Le Massif central fascine également mon frère Ivonig, en ce qu’il combine isolement, noms évocateurs, moyenne montagne, paysages variés, hameaux perchés. En 2015, alors que je lui évoque mon envie d’y entreprendre une randonnée solitaire au long cours, je stimule d’autant plus son intérêt qu’il commence à se lasser de la Bretagne, que nous explorons alors assidûment, et désire étendre ses pérégrinations non-grecques à toute la France. Au fil de nos discussions, je le convainc de se joindre à moi, en échange de l’assurance que nous ne partirons pas plus d’un mois.
Notre projet ne prend forme qu’à l’été 2016, au retour de notre second trek de trois semaines dans les Cyclades. La faible durée de ce périple ne suffit plus à satisfaire mon frère. Désireux de franchir un palier, de s’investir dans une marche plus ambitieuse, il accepte définitivement de s’élancer à mes côtés à l’assaut du Massif central. C’est finalement 45 jours qu’il s’engage et parvient à libérer, du 15 mai au 30 juin 2018.

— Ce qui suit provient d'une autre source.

use anyhow::{bail, Context, Result};
use ignore::WalkBuilder;
use regex::Regex;
use std::path::{Path, PathBuf};
use std::process::Command;
use std::sync::OnceLock;
use std::time::Instant;

use crate::config::AnalyzerConfig;
use crate::db::diagnostics::{NewDiagnostic, Reconciled};
use crate::db::models::{Category, Severity};
use crate::db::Database;
use crate::report::ScanReport;

use super::message::content_hash;

/// One diagnostic parsed out of raw analyzer output, not yet reconciled
#[derive(Debug, Clone, PartialEq)]
pub struct ParsedDiagnostic {
    pub file: String,
    pub line: i64,
    pub col: i64,
    pub code: String,
    pub message: String,
    pub category: Category,
    pub severity: Severity,
}

fn output_line_re() -> &'static Regex {
    static RE: OnceLock<Regex> = OnceLock::new();
    // file:line[:col]: severity: message [code]; column and code optional
    RE.get_or_init(|| {
        Regex::new(
            r"^(?P<file>[^:\s][^:]*):(?P<line>\d+):(?:(?P<col>\d+):)?\s*(?P<sev>error|warning|note):\s*(?P<msg>.+?)(?:\s+\[(?P<code>[A-Za-z0-9_-]+)\])?\s*$",
        )
        .unwrap()
    })
}

/// Run the scan phase: invoke the analyzer, normalize its output, and
/// reconcile every diagnostic against the store
pub fn scan(db: &Database, root: &Path, config: &AnalyzerConfig) -> Result<ScanReport> {
    if !root.is_dir() {
        bail!("Project root not found: {}", root.display());
    }

    let start = Instant::now();
    let raw = invoke_analyzer(root, config)?;
    let (parsed, malformed_lines) = parse_output(&raw);
    let report = reconcile(db, root, parsed, malformed_lines)?;

    Ok(ScanReport {
        duration_ms: start.elapsed().as_millis() as u64,
        ..report
    })
}

/// Spawn the external analyzer and capture its stdout. Analyzers exit
/// non-zero when they find problems, so only a failed spawn is fatal.
pub fn invoke_analyzer(root: &Path, config: &AnalyzerConfig) -> Result<String> {
    let mut command = Command::new(&config.command);
    command.current_dir(root).args(&config.args);

    if config.file_list {
        let files = walk_source_files(root);
        if files.is_empty() {
            bail!("No source files found under {}", root.display());
        }
        command.args(files);
    } else {
        command.arg(".");
    }

    let output = command.output().with_context(|| {
        format!(
            "Failed to invoke analyzer '{}' — is it installed?",
            config.command
        )
    })?;

    Ok(String::from_utf8_lossy(&output.stdout).to_string())
}

/// Source files handed to the analyzer in file-list mode, gitignore-aware
pub fn walk_source_files(root: &Path) -> Vec<PathBuf> {
    let mut files = Vec::new();
    let walker = WalkBuilder::new(root)
        .hidden(true)
        .git_ignore(true)
        .git_global(true)
        .git_exclude(true)
        .filter_entry(|entry| {
            let name = entry.file_name().to_string_lossy();
            !matches!(
                name.as_ref(),
                "node_modules"
                    | ".git"
                    | ".remedy"
                    | "target"
                    | "__pycache__"
                    | "dist"
                    | "build"
                    | ".venv"
                    | "venv"
                    | ".tox"
                    | "vendor"
                    | ".cache"
            )
        })
        .build();

    for entry in walker {
        let entry = match entry {
            Ok(e) => e,
            Err(_) => continue,
        };
        if !entry.file_type().is_some_and(|ft| ft.is_file()) {
            continue;
        }
        let path = entry.path();
        let ext = path.extension().and_then(|e| e.to_str()).unwrap_or("");
        if matches!(ext, "py" | "pyi" | "ts" | "tsx" | "js" | "jsx") {
            let rel = path.strip_prefix(root).unwrap_or(path);
            files.push(rel.to_path_buf());
        }
    }

    files.sort();
    files
}

/// Parse raw analyzer output. Lines that do not match the diagnostic shape
/// are skipped and counted, never fatal.
pub fn parse_output(raw: &str) -> (Vec<ParsedDiagnostic>, u64) {
    let mut parsed = Vec::new();
    let mut malformed = 0u64;

    for line in raw.lines() {
        let trimmed = line.trim_end();
        if trimmed.is_empty() {
            continue;
        }
        match parse_line(trimmed) {
            Some(diag) => parsed.push(diag),
            None => malformed += 1,
        }
    }

    (parsed, malformed)
}

fn parse_line(line: &str) -> Option<ParsedDiagnostic> {
    let caps = output_line_re().captures(line)?;

    let file = caps["file"].trim().to_string();
    let line_no: i64 = caps["line"].parse().ok()?;
    let col: i64 = caps
        .name("col")
        .and_then(|c| c.as_str().parse().ok())
        .unwrap_or(1);
    let raw_severity = &caps["sev"];
    let message = caps["msg"].trim().to_string();
    let code = caps
        .name("code")
        .map(|c| c.as_str().to_string())
        .unwrap_or_else(|| "misc".to_string());

    let category = infer_category(&code, &message);
    let severity = infer_severity(raw_severity, category);

    Some(ParsedDiagnostic {
        file,
        line: line_no,
        col,
        code,
        message,
        category,
        severity,
    })
}

fn infer_severity(raw: &str, category: Category) -> Severity {
    // Syntax errors poison everything downstream of them in the file.
    if category == Category::Syntax {
        return Severity::Critical;
    }
    match raw {
        "error" => Severity::High,
        "warning" => Severity::Medium,
        _ => Severity::Low,
    }
}

fn infer_category(code: &str, message: &str) -> Category {
    match code {
        "syntax" => return Category::Syntax,
        "name-defined" | "attr-defined" | "used-before-def" => {
            return Category::UndefinedReference
        }
        "import" | "import-not-found" | "import-untyped" | "no-redef" => {
            return Category::ImportError
        }
        "var-annotated" | "no-untyped-def" | "annotation-unchecked" => {
            return Category::MissingDeclaration
        }
        "assignment" | "arg-type" | "return-value" | "type-arg" | "operator" | "union-attr"
        | "index" | "call-overload" => return Category::TypeMismatch,
        _ => {}
    }

    let lower = message.to_lowercase();
    if lower.contains("invalid syntax") || lower.contains("unexpected indent") {
        Category::Syntax
    } else if lower.contains("is not defined") || lower.contains("undefined") {
        Category::UndefinedReference
    } else if lower.contains("cannot find") && (lower.contains("module") || lower.contains("import"))
    {
        Category::ImportError
    } else if lower.contains("need type annotation") || lower.contains("missing a type annotation")
    {
        Category::MissingDeclaration
    } else if lower.contains("incompatible type") || lower.contains("expected") {
        Category::TypeMismatch
    } else {
        Category::Other
    }
}

/// Reconcile parsed diagnostics against the store and build the report
pub fn reconcile(
    db: &Database,
    root: &Path,
    parsed: Vec<ParsedDiagnostic>,
    malformed_lines: u64,
) -> Result<ScanReport> {
    let mut report = ScanReport {
        malformed_lines,
        ..ScanReport::default()
    };

    for diag in parsed {
        let context_line = read_context_line(root, &diag.file, diag.line);
        let new = NewDiagnostic {
            hash: content_hash(&diag.file, &diag.code, &diag.message),
            file: diag.file.clone(),
            line: diag.line,
            col: diag.col,
            code: diag.code,
            message: diag.message,
            category: diag.category,
            severity: diag.severity,
            context_line,
        };

        match db.reconcile_diagnostic(&new)? {
            Reconciled::New(_) => report.new_diagnostics += 1,
            Reconciled::Existing(_) => report.existing_diagnostics += 1,
        }
        report.total_diagnostics += 1;

        bump(&mut report.by_severity, new.severity.as_str());
        bump(&mut report.by_category, new.category.as_str());
        bump(&mut report.by_file, &diag.file);
    }

    Ok(report)
}

fn bump(counts: &mut Vec<(String, u64)>, key: &str) {
    if let Some(entry) = counts.iter_mut().find(|(k, _)| k == key) {
        entry.1 += 1;
    } else {
        counts.push((key.to_string(), 1));
    }
}

/// Source line text at scan time, used later to verify mutations
fn read_context_line(root: &Path, file: &str, line: i64) -> Option<String> {
    let content = std::fs::read_to_string(root.join(file)).ok()?;
    content
        .lines()
        .nth((line - 1).max(0) as usize)
        .map(|l| l.to_string())
}

#[cfg(test)]
mod tests {
    use super::*;

    const SAMPLE_OUTPUT: &str = "\
app/models.py:14:9: error: Name \"Session\" is not defined  [name-defined]
app/models.py:3:1: error: Cannot find implementation or library stub for module named \"flask_wtf\"  [import-not-found]
app/views.py:42: error: Incompatible types in assignment (expression has type \"str\", variable has type \"int\")  [assignment]
app/views.py:50:5: warning: Returning Any from function declared to return \"bool\"  [no-any-return]
app/forms.py:7:1: note: See https://example.invalid/docs
Found 4 errors in 3 files (checked 12 source files)
";

    #[test]
    fn parses_wellformed_lines_and_counts_malformed() {
        let (parsed, malformed) = parse_output(SAMPLE_OUTPUT);
        assert_eq!(parsed.len(), 5);
        assert_eq!(malformed, 1); // the summary line

        let first = &parsed[0];
        assert_eq!(first.file, "app/models.py");
        assert_eq!(first.line, 14);
        assert_eq!(first.col, 9);
        assert_eq!(first.code, "name-defined");
        assert_eq!(first.category, Category::UndefinedReference);
        assert_eq!(first.severity, Severity::High);
    }

    #[test]
    fn column_and_code_are_optional() {
        let (parsed, malformed) = parse_output(
            "lib.py:8: error: Incompatible types in assignment  [assignment]\nlib.py:9:2: error: invalid syntax\n",
        );
        assert_eq!(malformed, 0);
        assert_eq!(parsed[0].col, 1);
        assert_eq!(parsed[1].code, "misc");
        assert_eq!(parsed[1].category, Category::Syntax);
        assert_eq!(parsed[1].severity, Severity::Critical);
    }

    #[test]
    fn severity_mapping() {
        let (parsed, _) = parse_output(
            "a.py:1:1: error: Name \"x\" is not defined  [name-defined]\n\
             a.py:2:1: warning: Unused import  [misc]\n\
             a.py:3:1: note: consider adding a stub\n",
        );
        assert_eq!(parsed[0].severity, Severity::High);
        assert_eq!(parsed[1].severity, Severity::Medium);
        assert_eq!(parsed[2].severity, Severity::Low);
    }

    #[test]
    fn category_falls_back_to_message_keywords() {
        let (parsed, _) = parse_output(
            "a.py:1:1: error: Name \"x\" is not defined\n\
             a.py:2:1: error: Cannot find module named \"zlib\"\n\
             a.py:3:1: error: Need type annotation for \"items\"\n",
        );
        assert_eq!(parsed[0].category, Category::UndefinedReference);
        assert_eq!(parsed[1].category, Category::ImportError);
        assert_eq!(parsed[2].category, Category::MissingDeclaration);
    }

    #[test]
    fn reconcile_twice_is_idempotent_on_hashes() {
        let db = Database::open_in_memory().unwrap();
        let dir = tempfile::tempdir().unwrap();

        let (parsed, malformed) = parse_output(SAMPLE_OUTPUT);
        let first = reconcile(&db, dir.path(), parsed.clone(), malformed).unwrap();
        assert_eq!(first.new_diagnostics, 5);
        assert_eq!(first.existing_diagnostics, 0);

        let second = reconcile(&db, dir.path(), parsed, malformed).unwrap();
        assert_eq!(second.new_diagnostics, 0);
        assert_eq!(second.existing_diagnostics, 5);

        // Every live row saw exactly two scans.
        for diag in db.live_diagnostics().unwrap() {
            assert_eq!(diag.occurrence_count, 2);
        }
        assert_eq!(db.count_diagnostics().unwrap(), 5);
    }

    #[test]
    fn context_line_is_captured_when_file_exists() {
        let db = Database::open_in_memory().unwrap();
        let dir = tempfile::tempdir().unwrap();
        std::fs::write(dir.path().join("mod.py"), "import os\nx = undefined_name\n").unwrap();

        let (parsed, _) =
            parse_output("mod.py:2:5: error: Name \"undefined_name\" is not defined  [name-defined]\n");
        reconcile(&db, dir.path(), parsed, 0).unwrap();

        let diag = &db.live_diagnostics().unwrap()[0];
        assert_eq!(diag.context_line.as_deref(), Some("x = undefined_name"));
    }

    #[test]
    fn missing_project_root_is_fatal() {
        let db = Database::open_in_memory().unwrap();
        let err = scan(
            &db,
            Path::new("/nonexistent/remedy-project"),
            &AnalyzerConfig::default(),
        );
        assert!(err.is_err());
    }
}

Je n’ai plus qu’à structurer un itinéraire devant combiner divers paramètres:
-être continu;
-être réalisable en un mois et demi;
-permettre de découvrir l’essentiel des coins emblématiques du massif;
-joindre ses plus hauts sommets;
-varier les biotopes;
-éviter les grosses agglomérations mais passer par un maximum de villages, hameaux, chapelles et châteaux préservés;
-privilégier les sentiers aux routes et chemins carrossables.
J’ai maturé le projet pendant des mois avant d’élaborer le tracé que voici:
J’ai distingué par la couleur les trois grandes parties du trek. Aux dimensions et à la difficulté comparables, elles correspondent aux trois ensembles géographiques que forment l’Ardèche, la Lozère et l’Auvergne.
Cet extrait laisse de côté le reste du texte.